Provided information –
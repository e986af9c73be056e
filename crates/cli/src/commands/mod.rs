//! CLI command implementations

pub mod health;
pub mod predict;
//! API client for the water quality service

use anyhow::{Context, Result};
use reqwest::{Client, Response, StatusCode};
use serde::{de::DeserializeOwned, Deserialize, Serialize};
use url::Url;

pub struct ApiClient {
    client: Client,
    base_url: Url,
}

impl ApiClient {
    pub fn new(base_url: &str) -> Result<Self> {
        let client = Client::builder()
            .timeout(std::time::Duration::from_secs(30))
            .build()
            .context("Failed to create HTTP client")?;

        let base_url = Url::parse(base_url).context("Invalid API URL")?;

        Ok(Self { client, base_url })
    }

    pub async fn get<T: DeserializeOwned>(&self, path: &str) -> Result<T> {
        let url = self.base_url.join(path).context("Invalid path")?;

        let response = self
            .client
            .get(url)
            .send()
            .await
            .context("Failed to send request")?;

        Self::decode(response).await
    }

    /// Make a POST request with JSON body
    pub async fn post<T: DeserializeOwned, B: Serialize>(&self, path: &str, body: &B) -> Result<T> {
        let url = self.base_url.join(path).context("Invalid path")?;

        let response = self
            .client
            .post(url)
            .json(body)
            .send()
            .await
            .context("Failed to send request")?;

        Self::decode(response).await
    }

    async fn decode<T: DeserializeOwned>(response: Response) -> Result<T> {
        let status = response.status();
        if !status.is_success() {
            let body = response.text().await.unwrap_or_default();
            return Err(api_error(status, &body));
        }
        response.json().await.context("Failed to parse response")
    }
}

/// Turn a failed response into an error, preferring the service's error code
fn api_error(status: StatusCode, body: &str) -> anyhow::Error {
    match serde_json::from_str::<ErrorResponse>(body) {
        Ok(err) => anyhow::anyhow!("{} ({}): {}", err.error.code, status, err.error.message),
        Err(_) => anyhow::anyhow!("API error ({}): {}", status, body),
    }
}

// API response types

#[derive(Debug, Clone, Serialize, Deserialize)]
pub struct ErrorDetail {
    pub code: String,
    pub message: String,
}

#[derive(Debug, Clone, Serialize, Deserialize)]
pub struct ErrorResponse {
    pub success: bool,
    pub error: ErrorDetail,
}

#[derive(Debug, Clone, Serialize, Deserialize)]
pub struct ModelsLoaded {
    pub classification_loaded: bool,
    pub forecast_loaded: bool,
}

#[derive(Debug, Clone, Serialize, Deserialize)]
pub struct ForecastMeta {
    pub sensor_cols: Vec<String>,
    pub n_lags: usize,
    pub horizon_steps: u32,
    pub horizon_minutes: u32,
    #[serde(default)]
    pub version: Option<String>,
}

#[derive(Debug, Clone, Serialize, Deserialize)]
pub struct HealthStatus {
    pub success: bool,
    pub models: ModelsLoaded,
    #[serde(default, skip_serializing_if = "Option::is_none")]
    pub classification_version: Option<String>,
    #[serde(default, skip_serializing_if = "Option::is_none")]
    pub forecast_meta: Option<ForecastMeta>,
}

#[derive(Debug, Clone, Serialize, Deserialize)]
pub struct PredictRequest {
    pub ph: f64,
    pub turbidity: f64,
    pub temperature: f64,
}

#[derive(Debug, Clone, Serialize, Deserialize)]
pub struct PredictDetails {
    pub ph: f64,
    pub turbidity: f64,
    pub temperature: f64,
    pub stress_score: f64,
}

#[derive(Debug, Clone, Serialize, Deserialize)]
pub struct PredictResponse {
    pub success: bool,
    pub water_quality_label: String,
    pub water_quality_class: i64,
    pub confidence: f64,
    pub recommend: String,
    pub duration: u32,
    pub details: PredictDetails,
}

/// History rows are passed through untouched; the service resolves column names
#[derive(Debug, Clone, Default, Serialize, Deserialize)]
pub struct ForecastRequest {
    #[serde(skip_serializing_if = "Option::is_none")]
    pub ph: Option<f64>,
    #[serde(skip_serializing_if = "Option::is_none")]
    pub turbidity: Option<f64>,
    #[serde(skip_serializing_if = "Option::is_none")]
    pub temperature: Option<f64>,
    #[serde(skip_serializing_if = "Option::is_none")]
    pub history: Option<Vec<serde_json::Value>>,
}

#[derive(Debug, Clone, Serialize, Deserialize)]
pub struct ForecastResponse {
    pub success: bool,
    pub horizon_minutes: u32,
    pub ph: f64,
    pub turbidity: f64,
    pub temperature: f64,
}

Assignment –
Return each entry from above without altering a single character.

Answer for this exercise –
repository e986af9c73be056e
filename crates/cli/src/commands/mod.rs
//! CLI command implementations

pub mod health;
pub mod predict;
//! API client for the water quality service

use anyhow::{Context, Result};
use reqwest::{Client, Response, StatusCode};
use serde::{de::DeserializeOwned, Deserialize, Serialize};
use url::Url;

pub struct ApiClient {
    client: Client,
    base_url: Url,
}

impl ApiClient {
    pub fn new(base_url: &str) -> Result<Self> {
        let client = Client::builder()
            .timeout(std::time::Duration::from_secs(30))
            .build()
            .context("Failed to create HTTP client")?;

        let base_url = Url::parse(base_url).context("Invalid API URL")?;

        Ok(Self { client, base_url })
    }

    pub async fn get<T: DeserializeOwned>(&self, path: &str) -> Result<T> {
        let url = self.base_url.join(path).context("Invalid path")?;

        let response = self
            .client
            .get(url)
            .send()
            .await
            .context("Failed to send request")?;

        Self::decode(response).await
    }

    /// Make a POST request with JSON body
    pub async fn post<T: DeserializeOwned, B: Serialize>(&self, path: &str, body: &B) -> Result<T> {
        let url = self.base_url.join(path).context("Invalid path")?;

        let response = self
            .client
            .post(url)
            .json(body)
            .send()
            .await
            .context("Failed to send request")?;

        Self::decode(response).await
    }

    async fn decode<T: DeserializeOwned>(response: Response) -> Result<T> {
        let status = response.status();
        if !status.is_success() {
            let body = response.text().await.unwrap_or_default();
            return Err(api_error(status, &body));
        }
        response.json().await.context("Failed to parse response")
    }
}

/// Turn a failed response into an error, preferring the service's error code
fn api_error(status: StatusCode, body: &str) -> anyhow::Error {
    match serde_json::from_str::<ErrorResponse>(body) {
        Ok(err) => anyhow::anyhow!("{} ({}): {}", err.error.code, status, err.error.message),
        Err(_) => anyhow::anyhow!("API error ({}): {}", status, body),
    }
}

// API response types

#[derive(Debug, Clone, Serialize, Deserialize)]
pub struct ErrorDetail {
    pub code: String,
    pub message: String,
}

#[derive(Debug, Clone, Serialize, Deserialize)]
pub struct ErrorResponse {
    pub success: bool,
    pub error: ErrorDetail,
}

#[derive(Debug, Clone, Serialize, Deserialize)]
pub struct ModelsLoaded {
    pub classification_loaded: bool,
    pub forecast_loaded: bool,
}

#[derive(Debug, Clone, Serialize, Deserialize)]
pub struct ForecastMeta {
    pub sensor_cols: Vec<String>,
    pub n_lags: usize,
    pub horizon_steps: u32,
    pub horizon_minutes: u32,
    #[serde(default)]
    pub version: Option<String>,
}

#[derive(Debug, Clone, Serialize, Deserialize)]
pub struct HealthStatus {
    pub success: bool,
    pub models: ModelsLoaded,
    #[serde(default, skip_serializing_if = "Option::is_none")]
    pub classification_version: Option<String>,
    #[serde(default, skip_serializing_if = "Option::is_none")]
    pub forecast_meta: Option<ForecastMeta>,
}

#[derive(Debug, Clone, Serialize, Deserialize)]
pub struct PredictRequest {
    pub ph: f64,
    pub turbidity: f64,
    pub temperature: f64,
}

#[derive(Debug, Clone, Serialize, Deserialize)]
pub struct PredictDetails {
    pub ph: f64,
    pub turbidity: f64,
    pub temperature: f64,
    pub stress_score: f64,
}

#[derive(Debug, Clone, Serialize, Deserialize)]
pub struct PredictResponse {
    pub success: bool,
    pub water_quality_label: String,
    pub water_quality_class: i64,
    pub confidence: f64,
    pub recommend: String,
    pub duration: u32,
    pub details: PredictDetails,
}

/// History rows are passed through untouched; the service resolves column names
#[derive(Debug, Clone, Default, Serialize, Deserialize)]
pub struct ForecastRequest {
    #[serde(skip_serializing_if = "Option::is_none")]
    pub ph: Option<f64>,
    #[serde(skip_serializing_if = "Option::is_none")]
    pub turbidity: Option<f64>,
    #[serde(skip_serializing_if = "Option::is_none")]
    pub temperature: Option<f64>,
    #[serde(skip_serializing_if = "Option::is_none")]
    pub history: Option<Vec<serde_json::Value>>,
}

#[derive(Debug, Clone, Serialize, Deserialize)]
pub struct ForecastResponse {
    pub success: bool,
    pub horizon_minutes: u32,
    pub ph: f64,
    pub turbidity: f64,
    pub temperature: f64,
}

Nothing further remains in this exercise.